Data extract Block Start

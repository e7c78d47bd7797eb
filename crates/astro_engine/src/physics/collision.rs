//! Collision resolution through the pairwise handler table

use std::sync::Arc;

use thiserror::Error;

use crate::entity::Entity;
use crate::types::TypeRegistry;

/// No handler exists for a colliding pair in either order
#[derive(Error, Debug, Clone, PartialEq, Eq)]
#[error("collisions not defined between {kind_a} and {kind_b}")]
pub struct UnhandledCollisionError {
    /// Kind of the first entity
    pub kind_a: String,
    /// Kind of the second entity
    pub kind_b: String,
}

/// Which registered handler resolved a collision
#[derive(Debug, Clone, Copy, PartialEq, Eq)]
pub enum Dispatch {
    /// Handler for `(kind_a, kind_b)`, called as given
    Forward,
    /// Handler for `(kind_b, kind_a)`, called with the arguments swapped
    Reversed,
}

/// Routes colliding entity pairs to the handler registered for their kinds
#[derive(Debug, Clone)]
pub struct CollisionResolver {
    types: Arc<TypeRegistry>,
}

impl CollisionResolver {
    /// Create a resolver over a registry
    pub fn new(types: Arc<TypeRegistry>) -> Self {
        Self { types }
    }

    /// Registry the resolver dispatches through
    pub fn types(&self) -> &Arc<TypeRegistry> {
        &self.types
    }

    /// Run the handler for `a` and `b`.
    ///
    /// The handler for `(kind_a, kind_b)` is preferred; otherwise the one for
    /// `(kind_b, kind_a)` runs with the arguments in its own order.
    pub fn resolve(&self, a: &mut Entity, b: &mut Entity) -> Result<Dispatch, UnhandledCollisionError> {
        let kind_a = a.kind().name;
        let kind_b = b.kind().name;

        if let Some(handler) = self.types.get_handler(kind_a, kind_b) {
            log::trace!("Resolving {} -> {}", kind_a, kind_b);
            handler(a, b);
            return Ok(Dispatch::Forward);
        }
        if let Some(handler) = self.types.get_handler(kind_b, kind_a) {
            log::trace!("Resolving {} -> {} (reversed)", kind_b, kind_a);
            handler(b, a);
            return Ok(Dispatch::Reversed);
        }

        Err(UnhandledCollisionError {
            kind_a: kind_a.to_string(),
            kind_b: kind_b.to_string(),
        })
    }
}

Data extract Block End

• Your objective
If a line above contains the word "trace", list it.

• Exercise result
            log::trace!("Resolving {} -> {}", kind_a, kind_b);
            log::trace!("Resolving {} -> {} (reversed)", kind_b, kind_a);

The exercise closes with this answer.